(Collected data)
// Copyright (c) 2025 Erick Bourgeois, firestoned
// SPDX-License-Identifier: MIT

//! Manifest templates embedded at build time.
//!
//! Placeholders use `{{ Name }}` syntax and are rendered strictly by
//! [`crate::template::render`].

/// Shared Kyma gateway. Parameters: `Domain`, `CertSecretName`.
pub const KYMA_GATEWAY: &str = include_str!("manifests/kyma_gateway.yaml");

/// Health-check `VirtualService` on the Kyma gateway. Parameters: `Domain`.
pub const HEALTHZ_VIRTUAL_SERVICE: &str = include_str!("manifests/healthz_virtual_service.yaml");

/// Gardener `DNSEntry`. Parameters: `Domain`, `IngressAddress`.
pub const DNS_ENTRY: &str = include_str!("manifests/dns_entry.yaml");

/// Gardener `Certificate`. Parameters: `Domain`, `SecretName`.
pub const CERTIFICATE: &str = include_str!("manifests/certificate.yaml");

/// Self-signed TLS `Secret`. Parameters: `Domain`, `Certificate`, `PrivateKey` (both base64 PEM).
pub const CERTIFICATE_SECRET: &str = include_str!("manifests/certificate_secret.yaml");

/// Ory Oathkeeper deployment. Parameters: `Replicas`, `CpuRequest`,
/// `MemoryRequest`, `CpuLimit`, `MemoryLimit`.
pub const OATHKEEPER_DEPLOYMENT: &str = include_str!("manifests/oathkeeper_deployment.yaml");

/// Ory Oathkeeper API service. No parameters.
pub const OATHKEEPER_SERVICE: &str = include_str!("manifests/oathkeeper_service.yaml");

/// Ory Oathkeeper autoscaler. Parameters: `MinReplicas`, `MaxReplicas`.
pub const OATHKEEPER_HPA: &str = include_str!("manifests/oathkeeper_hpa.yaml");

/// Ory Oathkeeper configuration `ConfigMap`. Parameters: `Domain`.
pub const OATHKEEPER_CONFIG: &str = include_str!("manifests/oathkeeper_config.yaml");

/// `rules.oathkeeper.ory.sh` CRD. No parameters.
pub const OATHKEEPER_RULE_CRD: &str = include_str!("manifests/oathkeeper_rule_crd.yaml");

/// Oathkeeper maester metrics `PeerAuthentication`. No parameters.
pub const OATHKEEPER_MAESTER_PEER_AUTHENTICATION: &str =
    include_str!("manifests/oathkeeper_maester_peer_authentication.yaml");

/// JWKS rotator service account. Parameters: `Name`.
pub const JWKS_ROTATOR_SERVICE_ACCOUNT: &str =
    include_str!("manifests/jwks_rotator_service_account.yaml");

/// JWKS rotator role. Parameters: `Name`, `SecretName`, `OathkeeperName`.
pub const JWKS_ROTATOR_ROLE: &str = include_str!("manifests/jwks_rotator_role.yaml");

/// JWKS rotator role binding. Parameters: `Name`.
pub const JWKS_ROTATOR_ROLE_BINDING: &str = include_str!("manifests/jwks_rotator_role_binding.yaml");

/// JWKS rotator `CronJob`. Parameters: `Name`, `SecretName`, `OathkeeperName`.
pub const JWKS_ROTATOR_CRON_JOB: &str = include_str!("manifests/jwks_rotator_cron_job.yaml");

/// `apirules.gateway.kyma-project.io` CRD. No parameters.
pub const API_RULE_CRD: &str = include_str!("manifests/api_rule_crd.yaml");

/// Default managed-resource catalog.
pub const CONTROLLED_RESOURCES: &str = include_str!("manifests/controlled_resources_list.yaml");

* * *

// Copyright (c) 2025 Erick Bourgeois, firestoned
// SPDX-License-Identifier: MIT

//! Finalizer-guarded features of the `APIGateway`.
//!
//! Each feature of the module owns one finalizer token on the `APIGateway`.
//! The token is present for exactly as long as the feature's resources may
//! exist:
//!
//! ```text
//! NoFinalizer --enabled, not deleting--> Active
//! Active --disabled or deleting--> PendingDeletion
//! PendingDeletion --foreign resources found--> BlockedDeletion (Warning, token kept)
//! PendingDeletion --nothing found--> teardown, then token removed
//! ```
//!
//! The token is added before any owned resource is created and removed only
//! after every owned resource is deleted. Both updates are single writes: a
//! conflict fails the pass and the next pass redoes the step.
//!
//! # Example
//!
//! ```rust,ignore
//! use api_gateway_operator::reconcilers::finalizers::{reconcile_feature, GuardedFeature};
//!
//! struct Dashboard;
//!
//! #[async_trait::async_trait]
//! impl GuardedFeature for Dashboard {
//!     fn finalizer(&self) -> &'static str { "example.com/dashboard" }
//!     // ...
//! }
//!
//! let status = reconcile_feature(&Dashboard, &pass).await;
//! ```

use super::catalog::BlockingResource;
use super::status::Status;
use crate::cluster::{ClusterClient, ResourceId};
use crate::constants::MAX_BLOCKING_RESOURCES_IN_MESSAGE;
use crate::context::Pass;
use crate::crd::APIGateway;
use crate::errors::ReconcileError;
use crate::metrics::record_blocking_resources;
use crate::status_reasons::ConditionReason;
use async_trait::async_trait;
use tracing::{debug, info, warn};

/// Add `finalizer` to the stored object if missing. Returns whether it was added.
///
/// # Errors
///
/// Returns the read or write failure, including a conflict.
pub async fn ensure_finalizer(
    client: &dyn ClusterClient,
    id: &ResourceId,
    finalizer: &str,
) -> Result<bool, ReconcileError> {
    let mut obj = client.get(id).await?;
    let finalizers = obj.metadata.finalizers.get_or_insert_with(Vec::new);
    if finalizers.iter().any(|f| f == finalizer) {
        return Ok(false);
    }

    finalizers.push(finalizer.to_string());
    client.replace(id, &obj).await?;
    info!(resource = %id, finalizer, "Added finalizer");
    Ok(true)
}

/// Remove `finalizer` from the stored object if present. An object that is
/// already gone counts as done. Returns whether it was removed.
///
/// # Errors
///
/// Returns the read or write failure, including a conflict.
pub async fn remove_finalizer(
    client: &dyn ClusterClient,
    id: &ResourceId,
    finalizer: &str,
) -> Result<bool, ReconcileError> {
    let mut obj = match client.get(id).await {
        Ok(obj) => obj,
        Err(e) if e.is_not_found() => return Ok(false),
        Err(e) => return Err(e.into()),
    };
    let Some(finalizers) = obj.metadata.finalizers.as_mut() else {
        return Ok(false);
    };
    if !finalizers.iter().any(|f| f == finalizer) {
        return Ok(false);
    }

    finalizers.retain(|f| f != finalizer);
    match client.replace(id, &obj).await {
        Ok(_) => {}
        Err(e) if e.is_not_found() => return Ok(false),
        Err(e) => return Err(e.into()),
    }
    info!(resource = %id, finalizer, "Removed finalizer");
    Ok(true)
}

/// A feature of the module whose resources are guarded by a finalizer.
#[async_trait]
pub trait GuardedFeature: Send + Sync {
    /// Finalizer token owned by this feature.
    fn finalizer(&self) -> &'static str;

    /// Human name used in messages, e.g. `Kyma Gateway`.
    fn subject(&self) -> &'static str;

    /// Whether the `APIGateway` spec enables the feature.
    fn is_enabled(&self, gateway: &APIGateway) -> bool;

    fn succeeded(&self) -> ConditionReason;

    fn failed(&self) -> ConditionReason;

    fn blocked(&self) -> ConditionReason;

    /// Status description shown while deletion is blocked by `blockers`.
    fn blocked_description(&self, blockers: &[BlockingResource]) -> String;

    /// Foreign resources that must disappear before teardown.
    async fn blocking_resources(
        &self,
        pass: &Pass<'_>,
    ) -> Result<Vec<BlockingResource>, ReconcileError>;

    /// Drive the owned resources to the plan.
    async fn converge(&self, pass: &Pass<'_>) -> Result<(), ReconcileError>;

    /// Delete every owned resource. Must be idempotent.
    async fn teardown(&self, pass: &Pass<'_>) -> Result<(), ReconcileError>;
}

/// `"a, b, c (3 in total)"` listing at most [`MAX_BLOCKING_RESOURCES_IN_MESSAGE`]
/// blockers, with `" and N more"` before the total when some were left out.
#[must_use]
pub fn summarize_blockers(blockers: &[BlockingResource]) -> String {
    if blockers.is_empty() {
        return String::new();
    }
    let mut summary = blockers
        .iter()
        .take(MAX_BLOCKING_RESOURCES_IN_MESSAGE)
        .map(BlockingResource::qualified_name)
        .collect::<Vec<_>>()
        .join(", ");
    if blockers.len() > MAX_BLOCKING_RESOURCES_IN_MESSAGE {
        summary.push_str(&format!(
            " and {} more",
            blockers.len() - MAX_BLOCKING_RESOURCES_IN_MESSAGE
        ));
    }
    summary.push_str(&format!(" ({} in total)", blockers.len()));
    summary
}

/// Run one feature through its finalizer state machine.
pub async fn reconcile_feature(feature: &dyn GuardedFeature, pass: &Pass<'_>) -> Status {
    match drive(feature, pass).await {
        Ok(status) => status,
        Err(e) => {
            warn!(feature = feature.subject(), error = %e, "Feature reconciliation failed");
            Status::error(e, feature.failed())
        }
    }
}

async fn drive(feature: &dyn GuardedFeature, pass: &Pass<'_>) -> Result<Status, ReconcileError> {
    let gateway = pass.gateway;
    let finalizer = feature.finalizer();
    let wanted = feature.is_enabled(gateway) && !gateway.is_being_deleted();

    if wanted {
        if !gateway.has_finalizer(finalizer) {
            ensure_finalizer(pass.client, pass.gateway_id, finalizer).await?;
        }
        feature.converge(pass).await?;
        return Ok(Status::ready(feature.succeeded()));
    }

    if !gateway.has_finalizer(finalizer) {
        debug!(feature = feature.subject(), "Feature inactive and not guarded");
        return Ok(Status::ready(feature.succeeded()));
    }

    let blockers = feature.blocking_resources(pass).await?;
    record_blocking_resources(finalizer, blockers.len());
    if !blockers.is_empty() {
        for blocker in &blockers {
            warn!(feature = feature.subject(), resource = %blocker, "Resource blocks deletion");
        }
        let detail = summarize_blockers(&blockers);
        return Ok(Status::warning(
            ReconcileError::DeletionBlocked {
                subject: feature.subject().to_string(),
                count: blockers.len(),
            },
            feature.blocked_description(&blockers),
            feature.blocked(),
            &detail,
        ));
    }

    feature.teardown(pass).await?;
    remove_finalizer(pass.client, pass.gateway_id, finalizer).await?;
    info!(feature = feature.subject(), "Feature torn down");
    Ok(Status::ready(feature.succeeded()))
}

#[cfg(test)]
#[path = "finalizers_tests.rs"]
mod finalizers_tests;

| What you need to do |
All lines of the data that hold "succeeded" need to be copied.

| Written answer |
    fn succeeded(&self) -> ConditionReason;
        return Ok(Status::ready(feature.succeeded()));
        return Ok(Status::ready(feature.succeeded()));
    Ok(Status::ready(feature.succeeded()))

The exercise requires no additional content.